» Instructions to follow
Comb through the entries for "task" and pull out each line that holds it.

» Input
§ §

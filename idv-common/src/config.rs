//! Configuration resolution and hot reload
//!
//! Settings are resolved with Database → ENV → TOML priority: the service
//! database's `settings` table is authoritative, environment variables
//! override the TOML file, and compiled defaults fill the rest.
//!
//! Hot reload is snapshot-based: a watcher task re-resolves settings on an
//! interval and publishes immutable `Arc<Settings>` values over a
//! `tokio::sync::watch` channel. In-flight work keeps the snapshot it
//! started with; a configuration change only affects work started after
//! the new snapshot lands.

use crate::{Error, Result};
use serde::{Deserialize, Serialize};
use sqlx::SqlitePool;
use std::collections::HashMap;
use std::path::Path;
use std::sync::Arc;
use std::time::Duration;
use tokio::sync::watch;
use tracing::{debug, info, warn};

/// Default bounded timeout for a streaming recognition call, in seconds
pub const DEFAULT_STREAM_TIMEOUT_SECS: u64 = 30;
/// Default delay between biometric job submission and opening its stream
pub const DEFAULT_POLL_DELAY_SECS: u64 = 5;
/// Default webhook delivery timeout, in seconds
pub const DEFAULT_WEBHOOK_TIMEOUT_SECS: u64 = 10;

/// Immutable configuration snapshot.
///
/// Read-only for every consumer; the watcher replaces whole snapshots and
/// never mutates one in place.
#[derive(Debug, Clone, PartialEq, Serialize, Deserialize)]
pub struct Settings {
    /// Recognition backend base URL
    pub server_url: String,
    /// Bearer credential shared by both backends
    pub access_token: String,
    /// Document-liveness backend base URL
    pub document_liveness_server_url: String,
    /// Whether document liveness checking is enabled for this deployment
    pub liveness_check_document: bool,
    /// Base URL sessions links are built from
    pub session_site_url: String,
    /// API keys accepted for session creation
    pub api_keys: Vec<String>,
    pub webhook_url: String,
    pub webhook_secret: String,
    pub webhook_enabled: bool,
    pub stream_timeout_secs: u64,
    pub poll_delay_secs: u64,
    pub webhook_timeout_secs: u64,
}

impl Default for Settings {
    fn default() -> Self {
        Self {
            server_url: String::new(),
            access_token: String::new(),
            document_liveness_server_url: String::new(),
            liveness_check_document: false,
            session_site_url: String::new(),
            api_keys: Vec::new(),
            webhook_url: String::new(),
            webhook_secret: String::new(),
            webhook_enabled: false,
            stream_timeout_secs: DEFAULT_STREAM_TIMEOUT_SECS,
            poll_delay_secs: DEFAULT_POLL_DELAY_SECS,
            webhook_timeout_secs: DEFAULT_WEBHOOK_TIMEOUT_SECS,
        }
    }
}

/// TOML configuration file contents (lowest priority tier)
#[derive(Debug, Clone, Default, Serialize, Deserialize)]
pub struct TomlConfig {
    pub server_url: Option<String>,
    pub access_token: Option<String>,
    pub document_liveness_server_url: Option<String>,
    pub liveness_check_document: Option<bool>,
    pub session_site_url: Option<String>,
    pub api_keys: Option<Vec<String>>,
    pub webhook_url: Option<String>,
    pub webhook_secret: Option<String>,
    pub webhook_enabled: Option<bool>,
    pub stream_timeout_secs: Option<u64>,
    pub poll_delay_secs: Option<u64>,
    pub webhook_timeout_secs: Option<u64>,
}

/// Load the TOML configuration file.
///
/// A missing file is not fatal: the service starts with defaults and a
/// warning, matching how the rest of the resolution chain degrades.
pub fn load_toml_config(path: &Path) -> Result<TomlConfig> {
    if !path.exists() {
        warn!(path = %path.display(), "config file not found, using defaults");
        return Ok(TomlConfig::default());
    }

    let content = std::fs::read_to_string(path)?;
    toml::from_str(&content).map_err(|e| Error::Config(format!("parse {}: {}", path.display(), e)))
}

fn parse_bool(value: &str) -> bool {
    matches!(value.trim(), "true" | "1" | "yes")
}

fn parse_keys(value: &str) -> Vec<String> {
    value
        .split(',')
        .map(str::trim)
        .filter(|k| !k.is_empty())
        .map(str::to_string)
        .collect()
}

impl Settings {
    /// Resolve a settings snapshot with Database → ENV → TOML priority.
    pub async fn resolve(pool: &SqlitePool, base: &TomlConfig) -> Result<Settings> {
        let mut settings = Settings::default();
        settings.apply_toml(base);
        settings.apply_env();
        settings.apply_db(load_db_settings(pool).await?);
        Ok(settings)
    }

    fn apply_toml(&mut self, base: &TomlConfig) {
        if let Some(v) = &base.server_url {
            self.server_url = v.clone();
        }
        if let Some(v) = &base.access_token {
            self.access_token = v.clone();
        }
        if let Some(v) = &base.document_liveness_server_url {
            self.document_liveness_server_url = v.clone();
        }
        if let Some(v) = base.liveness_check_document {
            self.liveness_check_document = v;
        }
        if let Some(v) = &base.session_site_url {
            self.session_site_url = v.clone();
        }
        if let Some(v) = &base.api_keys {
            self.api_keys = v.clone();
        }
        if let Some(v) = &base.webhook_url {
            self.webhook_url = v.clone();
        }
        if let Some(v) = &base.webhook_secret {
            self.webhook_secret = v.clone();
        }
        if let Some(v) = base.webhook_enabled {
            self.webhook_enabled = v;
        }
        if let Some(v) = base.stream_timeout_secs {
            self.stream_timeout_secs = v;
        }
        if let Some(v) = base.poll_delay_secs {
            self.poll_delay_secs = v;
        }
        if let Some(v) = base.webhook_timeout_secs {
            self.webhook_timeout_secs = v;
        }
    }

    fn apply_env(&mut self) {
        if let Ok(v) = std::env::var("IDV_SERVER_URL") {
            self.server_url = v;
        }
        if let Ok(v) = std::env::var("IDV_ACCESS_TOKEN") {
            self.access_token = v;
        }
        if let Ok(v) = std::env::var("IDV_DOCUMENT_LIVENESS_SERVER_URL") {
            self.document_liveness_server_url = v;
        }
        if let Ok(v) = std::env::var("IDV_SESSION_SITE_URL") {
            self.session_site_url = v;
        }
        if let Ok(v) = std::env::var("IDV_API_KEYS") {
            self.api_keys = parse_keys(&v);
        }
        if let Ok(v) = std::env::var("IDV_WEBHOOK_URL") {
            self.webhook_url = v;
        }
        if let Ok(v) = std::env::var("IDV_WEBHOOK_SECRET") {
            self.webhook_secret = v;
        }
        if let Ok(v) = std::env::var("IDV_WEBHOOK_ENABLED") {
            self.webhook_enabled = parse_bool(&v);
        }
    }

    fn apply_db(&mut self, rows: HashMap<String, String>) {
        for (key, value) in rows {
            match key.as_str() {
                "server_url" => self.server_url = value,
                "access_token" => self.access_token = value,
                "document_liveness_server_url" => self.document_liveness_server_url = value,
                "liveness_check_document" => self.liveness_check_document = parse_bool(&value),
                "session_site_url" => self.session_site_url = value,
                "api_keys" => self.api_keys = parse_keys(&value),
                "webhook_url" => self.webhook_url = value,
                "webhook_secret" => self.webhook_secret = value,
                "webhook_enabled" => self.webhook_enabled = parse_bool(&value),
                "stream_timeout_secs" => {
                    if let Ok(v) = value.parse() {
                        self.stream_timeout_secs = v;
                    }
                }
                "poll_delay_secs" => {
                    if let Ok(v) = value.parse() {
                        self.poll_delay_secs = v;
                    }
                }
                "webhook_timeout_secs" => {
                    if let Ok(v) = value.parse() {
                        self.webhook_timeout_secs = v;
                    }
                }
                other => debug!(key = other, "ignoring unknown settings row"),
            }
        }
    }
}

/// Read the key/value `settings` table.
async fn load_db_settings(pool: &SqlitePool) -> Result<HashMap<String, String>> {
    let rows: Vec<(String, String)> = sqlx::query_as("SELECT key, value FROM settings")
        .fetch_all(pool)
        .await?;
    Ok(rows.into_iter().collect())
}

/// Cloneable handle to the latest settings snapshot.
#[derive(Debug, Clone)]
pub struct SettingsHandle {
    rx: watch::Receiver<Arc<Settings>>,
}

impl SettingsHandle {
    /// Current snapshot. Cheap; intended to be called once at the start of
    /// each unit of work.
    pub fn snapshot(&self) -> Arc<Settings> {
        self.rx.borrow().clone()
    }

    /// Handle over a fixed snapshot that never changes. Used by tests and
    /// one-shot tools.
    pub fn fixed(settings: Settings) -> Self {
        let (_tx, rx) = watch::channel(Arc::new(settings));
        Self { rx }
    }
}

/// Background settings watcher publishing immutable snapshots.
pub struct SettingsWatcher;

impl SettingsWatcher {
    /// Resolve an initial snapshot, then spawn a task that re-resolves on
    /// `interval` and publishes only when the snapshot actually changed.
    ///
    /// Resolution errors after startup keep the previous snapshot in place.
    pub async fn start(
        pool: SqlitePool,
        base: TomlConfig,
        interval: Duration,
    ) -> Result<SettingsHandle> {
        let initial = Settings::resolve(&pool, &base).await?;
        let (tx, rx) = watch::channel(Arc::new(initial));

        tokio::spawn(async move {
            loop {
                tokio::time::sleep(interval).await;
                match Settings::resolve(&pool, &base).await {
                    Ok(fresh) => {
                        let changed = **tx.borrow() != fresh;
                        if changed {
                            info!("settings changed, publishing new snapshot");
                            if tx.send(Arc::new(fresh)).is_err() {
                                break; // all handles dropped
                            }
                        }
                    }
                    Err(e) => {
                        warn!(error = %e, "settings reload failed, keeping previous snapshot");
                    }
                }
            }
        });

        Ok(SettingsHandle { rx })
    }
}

§ §

» Response below
//! Hot reload is snapshot-based: a watcher task re-resolves settings on an
    /// Resolve an initial snapshot, then spawn a task that re-resolves on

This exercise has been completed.